Public safety and distrust for law enforcement, already two prevalent issues in urban and minority communities, would likely be worsened if Americans avoided interacting with police in order to protect innocent people from deportations, police officers and activist organizations warned.
“If segments of the community are scared to call the police, those neighborhoods become an unsafe place for everyone who lives there,” Dr. Phillip Goff, co-founder and president of the nonpartisan Center for Policing Equity, told NBC News. “You don’t call the police, that becomes a breeding ground for illegal activity.”

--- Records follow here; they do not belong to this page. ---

//! Core wallet types: outpoints, UTXOs, outputs, fee strategies.
//!
//! All monetary values are in satoshis (1 BTC = 10^8 satoshis).

use serde::{Deserialize, Serialize};
use std::fmt;
use std::str::FromStr;

use crate::path::DerivationPath;

/// A 32-byte transaction id, kept in display (big-endian hex) order.
#[derive(Serialize, Deserialize, Clone, Copy, Debug, PartialEq, Eq, Hash, PartialOrd, Ord, Default)]
pub struct Txid(pub [u8; 32]);

impl Txid {
    pub const ZERO: Self = Self([0u8; 32]);

    pub fn as_bytes(&self) -> &[u8; 32] {
        &self.0
    }
}

impl fmt::Display for Txid {
    fn fmt(&self, f: &mut fmt::Formatter<'_>) -> fmt::Result {
        write!(f, "{}", hex::encode(self.0))
    }
}

impl FromStr for Txid {
    type Err = hex::FromHexError;

    fn from_str(s: &str) -> Result<Self, Self::Err> {
        let mut bytes = [0u8; 32];
        hex::decode_to_slice(s, &mut bytes)?;
        Ok(Self(bytes))
    }
}

/// Reference to a specific output of a previous transaction.
#[derive(Serialize, Deserialize, Clone, Copy, Debug, PartialEq, Eq, Hash, PartialOrd, Ord)]
pub struct OutPoint {
    pub txid: Txid,
    pub index: u32,
}

impl fmt::Display for OutPoint {
    fn fmt(&self, f: &mut fmt::Formatter<'_>) -> fmt::Result {
        write!(f, "{}:{}", self.txid, self.index)
    }
}

/// Which wrapping a UTXO's spending condition uses.
#[derive(Debug, Clone, Copy, PartialEq, Eq, Hash)]
pub enum SpendShape {
    /// The output script is spent directly.
    Bare,
    /// Redeem script, no witness script.
    P2sh,
    /// Witness script, no redeem script.
    P2wsh,
    /// Redeem script wrapping a witness script.
    P2shP2wsh,
}

/// An unspent output the wallet may spend.
#[derive(Debug, Clone, PartialEq, Eq)]
pub struct Utxo {
    pub outpoint: OutPoint,
    /// Value in satoshis.
    pub value: u64,
    pub address: Option<String>,
    pub script_pubkey: Vec<u8>,
    /// Key position that can sign for this output.
    pub path: Option<DerivationPath>,
    pub redeem_script: Option<Vec<u8>>,
    pub witness_script: Option<Vec<u8>>,
}

impl Utxo {
    /// A bare UTXO with no address, path, or wrapping scripts.
    pub fn new(outpoint: OutPoint, value: u64, script_pubkey: Vec<u8>) -> Self {
        Self {
            outpoint,
            value,
            address: None,
            script_pubkey,
            path: None,
            redeem_script: None,
            witness_script: None,
        }
    }

    pub fn with_address(mut self, address: impl Into<String>) -> Self {
        self.address = Some(address.into());
        self
    }

    pub fn with_path(mut self, path: DerivationPath) -> Self {
        self.path = Some(path);
        self
    }

    pub fn with_redeem_script(mut self, script: Vec<u8>) -> Self {
        self.redeem_script = Some(script);
        self
    }

    pub fn with_witness_script(mut self, script: Vec<u8>) -> Self {
        self.witness_script = Some(script);
        self
    }

    pub fn shape(&self) -> SpendShape {
        match (&self.redeem_script, &self.witness_script) {
            (None, None) => SpendShape::Bare,
            (Some(_), None) => SpendShape::P2sh,
            (None, Some(_)) => SpendShape::P2wsh,
            (Some(_), Some(_)) => SpendShape::P2shP2wsh,
        }
    }
}

/// A transaction output being created.
#[derive(Serialize, Deserialize, Debug, Clone, PartialEq, Eq)]
pub struct TxOut {
    /// Value in satoshis.
    pub value: u64,
    #[serde(with = "hex")]
    pub script_pubkey: Vec<u8>,
}

/// Fee policy chosen once per transaction build.
#[derive(Serialize, Deserialize, Debug, Clone, Copy, PartialEq, Eq, Hash, Default)]
#[serde(rename_all = "snake_case")]
pub enum FeeStrategy {
    /// Flat rate charged per started kilobyte.
    BaseFee,
    /// Rate the fee source expects to confirm promptly.
    #[default]
    Optimal,
    /// Cheaper rate accepting slower confirmation.
    LowPriority,
}

impl FeeStrategy {
    pub const ALL: [FeeStrategy; 3] = [Self::BaseFee, Self::Optimal, Self::LowPriority];

    pub fn name(&self) -> &'static str {
        match self {
            Self::BaseFee => "base_fee",
            Self::Optimal => "optimal",
            Self::LowPriority => "low_priority",
        }
    }
}

impl fmt::Display for FeeStrategy {
    fn fmt(&self, f: &mut fmt::Formatter<'_>) -> fmt::Result {
        f.write_str(self.name())
    }
}

/// Error for a fee strategy name outside the known set.
#[derive(Debug, Clone, PartialEq, Eq)]
pub struct UnknownFeeStrategy(pub String);

impl fmt::Display for UnknownFeeStrategy {
    fn fmt(&self, f: &mut fmt::Formatter<'_>) -> fmt::Result {
        write!(f, "unknown fee strategy: {}", self.0)
    }
}

impl std::error::Error for UnknownFeeStrategy {}

impl FromStr for FeeStrategy {
    type Err = UnknownFeeStrategy;

    fn from_str(s: &str) -> Result<Self, Self::Err> {
        Self::ALL
            .into_iter()
            .find(|strategy| strategy.name() == s)
            .ok_or_else(|| UnknownFeeStrategy(s.to_string()))
    }
}

/// One unspent output as reported by a blockchain data source.
#[derive(Serialize, Deserialize, Debug, Clone, PartialEq, Eq)]
pub struct UnspentOutput {
    pub address: String,
    /// Transaction id, hex.
    pub hash: String,
    pub index: u32,
    pub value: u64,
    /// Output script, hex.
    pub script_hex: String,
}

/// One page of a paginated data-source listing.
#[derive(Serialize, Deserialize, Debug, Clone, PartialEq, Eq)]
pub struct Page<T> {
    pub data: Vec<T>,
    /// 1-based page number.
    pub current_page: usize,
    pub per_page: usize,
    /// Total items across all pages.
    pub total: usize,
}

impl<T> Page<T> {
    /// Whether another page follows this one.
    pub fn has_more(&self) -> bool {
        !self.data.is_empty() && self.current_page.saturating_mul(self.per_page) < self.total
    }
}

#[cfg(test)]
mod tests {
    use super::*;

    fn outpoint(fill: u8, index: u32) -> OutPoint {
        OutPoint {
            txid: Txid([fill; 32]),
            index,
        }
    }

    #[test]
    fn txid_hex_roundtrip() {
        let txid = Txid([0xab; 32]);
        let s = txid.to_string();
        assert_eq!(s.len(), 64);
        assert_eq!(s.parse::<Txid>().unwrap(), txid);
        assert!("abcd".parse::<Txid>().is_err());
    }

    #[test]
    fn outpoint_display() {
        let op = outpoint(0, 3);
        assert!(op.to_string().ends_with(":3"));
    }

    #[test]
    fn utxo_shapes() {
        let base = Utxo::new(outpoint(1, 0), 1_000, vec![]);
        assert_eq!(base.shape(), SpendShape::Bare);
        assert_eq!(base.clone().with_redeem_script(vec![1]).shape(), SpendShape::P2sh);
        assert_eq!(base.clone().with_witness_script(vec![1]).shape(), SpendShape::P2wsh);
        assert_eq!(
            base.with_redeem_script(vec![1]).with_witness_script(vec![2]).shape(),
            SpendShape::P2shP2wsh
        );
    }

    #[test]
    fn fee_strategy_names() {
        assert_eq!(FeeStrategy::default(), FeeStrategy::Optimal);
        assert_eq!("base_fee".parse::<FeeStrategy>().unwrap(), FeeStrategy::BaseFee);
        assert_eq!("low_priority".parse::<FeeStrategy>().unwrap(), FeeStrategy::LowPriority);
        let err = "turbo".parse::<FeeStrategy>().unwrap_err();
        assert_eq!(err.to_string(), "unknown fee strategy: turbo");
        assert_eq!(FeeStrategy::Optimal.to_string(), "optimal");
    }

    #[test]
    fn fee_strategy_serde_matches_names() {
        for strategy in FeeStrategy::ALL {
            let json = serde_json::to_string(&strategy).unwrap();
            assert_eq!(json, format!("\"{}\"", strategy.name()));
        }
    }

    #[test]
    fn tx_out_serializes_script_as_hex() {
        let out = TxOut {
            value: 5,
            script_pubkey: vec![0x6a, 0x00],
        };
        let json = serde_json::to_value(&out).unwrap();
        assert_eq!(json["script_pubkey"], "6a00");
    }

    #[test]
    fn page_has_more() {
        let page = Page {
            data: vec![1, 2],
            current_page: 1,
            per_page: 2,
            total: 3,
        };
        assert!(page.has_more());
        let last = Page {
            data: vec![3],
            current_page: 2,
            per_page: 2,
            total: 3,
        };
        assert!(!last.has_more());
        let empty: Page<u8> = Page {
            data: vec![],
            current_page: 1,
            per_page: 2,
            total: 10,
        };
        assert!(!empty.has_more());
    }
}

Trump’s Department of Homeland security issued two implementation memorandums signed by Secretary John Kelly Tuesday, reiterating the new administration’s commitment to dramatically expanding deportations nationwide. The memos included orders for all undocumented immigrants detained along the U.S.-Mexico border to be deported to Mexico, regardless of their foreign nationality, following deportation hearings.
Anti-illegal immigration laws in states like Utah have had the opposite effect in its attempt to increase safety for residents fearful of crime committed by undocumented immigrants, according to research conducted by the Center for Policing Equity. The organization found Utah’s 2011 “show me your papers” legislation made every single racial demographic in the region less trusting of the Salt Lake City police department as they conducted its immigrant operations.
By 2014, most of Utah’s policies in accordance with the controversial legislation had been scrapped.
“Across all races, religions, and creeds, people were less likely to call the police,” Goff said. “These kind of harsh policies toward immigration really do very little besides make us less safe.”